As they reached it, she stepped forward first this time before Elite Seifer could do it, and shone her lights into the new hallway. "Clear," she reported of the new yet identical corridor. "Huxton, get to work on the panel," she ordered. "Kosla hold position on the far side here," she added as she headed to where Huxton was already tapping on the Salvager computer screen.
"Yes, Commander," Kosla responded as she and two others held position looking down the long first corridor, while Elite Seifer was covering the new side corridor, and the rest the way they had come. All directions covered, Ara moved up next to Huxton to look at the glowing computer panel herself.
"This looks like internal comms and I've got a ship layout here," Huxton reported hurriedly, the computer screen responding to the press of his gloved finger.
A slowly turning simplified schematic of the Salvager ship appeared and Ara moved a little closer to study it.
"Looks like we have more than twenty floors, perhaps two shuttle bays and large storage spaces towards the stern," she reported for everyone else.
"I think this could be their engineering section," Huxton indicated a space towards the stern of the ship that filled several floors. He tapped the screen, moving the image away up the ship towards the nose of the vessel. "This could be their Central Station, this smaller room at the front the Piloting section we saw through the front."
Ara nodded. "I agree. Where are we now?"
Huxton tapped a pictograph at the top of the screen and the image shifted to show a large blinking blue dot partway down the outside edge of the ship schematic. "This is where it started, so I think this is where we are," he considered.
Ara consulted the architecture around the dot. "Yes, that's the airlock there. So, this new corridor here should lead through into these more central series of corridors through the length of the ship."
"They run down towards the shuttle bays and, hopefully, engineering," Huxton agreed, tapping the screen to follow the central corridors.
"Can you link into the main ship computer from here?" Ara asked him.
He tapped on several more pictographs, which opened up new screens, but they were mostly in writing they couldn't read. He tapped back into another image, but only more indecipherable writing was revealed. "I think this is just basic ship information, nothing appears connected in with wider systems. I think we need to go to either Central Station or their engineering section."
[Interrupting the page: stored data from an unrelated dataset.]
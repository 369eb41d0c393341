// Unless explicitly stated otherwise all files in this repository are licensed
// under the Apache License Version 2.0.
// This product includes software developed at Datadog (https://www.datadoghq.com/).
// Copyright 2026-present Datadog, Inc.

use std::collections::BTreeMap;
use std::path::PathBuf;

use log::{info, warn};
use tokio::io::{AsyncBufRead, AsyncBufReadExt, AsyncWrite, AsyncWriteExt};

use crate::command::{Command, HELP};
use crate::config::load_config;
use crate::dispatcher::SupervisorHandle;
use crate::error::{CommandError, DispatchError, ShellError};
use crate::queue::Event;
use crate::spec::ProgramSpec;

const LOG_TARGET: &str = "shell";

pub const PROMPT: &str = "taskmaster> ";

/// Result of one operator line.
#[derive(Debug, PartialEq, Eq)]
pub enum Outcome {
    Done,
    Print(String),
    Exit,
}

/// Reads operator commands and turns them into events.
pub struct Shell {
    handle: SupervisorHandle,
    config_path: PathBuf,
}

impl Shell {
    pub fn new(handle: SupervisorHandle, config_path: PathBuf) -> Self {
        Self {
            handle,
            config_path,
        }
    }

    /// Prompt on `out`, read lines from `input` until `exit` or end of input.
    /// Both submit `Exit` before returning.
    pub async fn run<R, W, E>(&self, input: R, out: &mut W, err: &mut E) -> Result<(), ShellError>
    where
        R: AsyncBufRead + Unpin,
        W: AsyncWrite + Unpin,
        E: AsyncWrite + Unpin,
    {
        let mut lines = input.lines();
        loop {
            out.write_all(PROMPT.as_bytes()).await?;
            out.flush().await?;

            let Some(line) = lines.next_line().await? else {
                info!(target: LOG_TARGET, "end of input");
                out.write_all(b"\n").await?;
                self.handle.submit(Event::Exit).await?;
                return Ok(());
            };

            match self.execute(&line).await {
                Ok(Outcome::Done) => {}
                Ok(Outcome::Print(text)) => out.write_all(text.as_bytes()).await?,
                Ok(Outcome::Exit) => return Ok(()),
                Err(ShellError::Command(CommandError::EmptyLine)) => {}
                Err(
                    e @ (ShellError::Command(_) | ShellError::Config(_) | ShellError::Dispatch(_)),
                ) => {
                    warn!(target: LOG_TARGET, "'{}': {e}", line.trim());
                    err.write_all(format!("taskmaster: {e}\n").as_bytes()).await?;
                    err.flush().await?;
                }
                Err(e) => return Err(e),
            }
        }
    }

    /// Run one operator line.
    pub async fn execute(&self, line: &str) -> Result<Outcome, ShellError> {
        let command = Command::parse(line)?;
        info!(target: LOG_TARGET, "operator command: {}", line.trim());

        match &command {
            Command::Add(name) => return self.add(name).await,
            Command::Reload => return self.reload().await,
            Command::Help => return Ok(Outcome::Print(HELP.to_string())),
            _ => command.validate(|name| self.handle.is_registered(name))?,
        }

        match command {
            Command::Status(names) if names.is_empty() => {
                let report = self.handle.status(None).await?;
                Ok(Outcome::Print(report.to_string()))
            }
            Command::Status(names) => {
                let mut text = String::new();
                for name in names {
                    text.push_str(&self.handle.status(Some(name)).await?.to_string());
                }
                Ok(Outcome::Print(text))
            }
            Command::Start(names) => self.submit_each(names, Event::Start).await,
            Command::Stop(names) => self.submit_each(names, Event::Stop).await,
            Command::Restart(names) => self.submit_each(names, Event::Restart).await,
            Command::Delete(name) => {
                self.handle.submit(Event::Delete(name)).await?;
                Ok(Outcome::Done)
            }
            Command::Exit => {
                self.handle.submit(Event::Exit).await?;
                Ok(Outcome::Exit)
            }
            Command::Add(_) | Command::Reload | Command::Help => Ok(Outcome::Done),
        }
    }

    async fn submit_each(
        &self,
        names: Vec<String>,
        event: fn(String) -> Event,
    ) -> Result<Outcome, ShellError> {
        for name in names {
            self.handle.submit(event(name)).await?;
        }
        Ok(Outcome::Done)
    }

    async fn add(&self, name: &str) -> Result<Outcome, ShellError> {
        let spec = load_config(&self.config_path)?
            .into_iter()
            .find(|spec| spec.name == name)
            .ok_or_else(|| CommandError::BadArgument(name.to_string()))?;
        if self.handle.is_registered(name) {
            return Err(DispatchError::DuplicateProgram(name.to_string()).into());
        }
        self.handle.submit(Event::Add(spec)).await?;
        Ok(Outcome::Done)
    }

    /// Apply the difference between the config file and the registry.
    async fn reload(&self) -> Result<Outcome, ShellError> {
        let declared = load_config(&self.config_path)?;
        let registered: BTreeMap<String, ProgramSpec> = self
            .handle
            .registered_specs()
            .into_iter()
            .map(|spec| (spec.name.clone(), spec))
            .collect();
        let plan = ReloadPlan::new(&registered, declared);

        for name in plan.removed.iter().chain(plan.changed.iter().map(|spec| &spec.name)) {
            self.handle.submit(Event::Delete(name.clone())).await?;
        }
        let summary = format!(
            "reload: {} added, {} removed, {} changed\n",
            plan.added.len(),
            plan.removed.len(),
            plan.changed.len()
        );
        for spec in plan.added.into_iter().chain(plan.changed) {
            self.handle.submit(Event::Add(spec)).await?;
        }
        info!(target: LOG_TARGET, "{}", summary.trim_end());
        Ok(Outcome::Print(summary))
    }
}

#[derive(Debug, Default)]
struct ReloadPlan {
    added: Vec<ProgramSpec>,
    removed: Vec<String>,
    changed: Vec<ProgramSpec>,
}

impl ReloadPlan {
    fn new(registered: &BTreeMap<String, ProgramSpec>, declared: Vec<ProgramSpec>) -> Self {
        let mut plan = ReloadPlan::default();
        for name in registered.keys() {
            if !declared.iter().any(|spec| &spec.name == name) {
                plan.removed.push(name.clone());
            }
        }
        for spec in declared {
            match registered.get(&spec.name) {
                None => plan.added.push(spec),
                Some(current) if *current != spec => plan.changed.push(spec),
                Some(_) => {}
            }
        }
        plan
    }
}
"How do we get to Central Station?" She asked.
Huxton tapped back to the starting blue dot. "Not via those central corridors," he moved the image around, "instead we need to move up several more decks towards the bow."
"Alright, show me the main ship layout again," Ara requested as she lifted her left arm and tapped on her computer display.
Huxton tapped around until the ship appeared in various images and she used her computer sensors to record it all. That done, Ara consulted the layout and gathered the information she needed.
"Alright," she turned from the panel to her team, "we're going to split into two teams as per scenario one. I'm sharing the ship layout images with you all," she tapped several controls on her arm panel, sharing the images she had taken with her team. "Kosla lead team alpha up to find Central Station with Huxton. We need to get to the ship's main computer systems and find any intel on what happened. Team bravo are with me and Elite Seifer, we're going to head into the central aspect of the ship and head down towards the shuttle bays and engineering section. All eyes open and no one is to let their guard down for a second. Remember to keep sensors alive, we have no idea what chemicals or other contaminants could be leaking in the air here. Keep to your team's frequencies on local relay, but report to me and the Valse instantly anything significant is found."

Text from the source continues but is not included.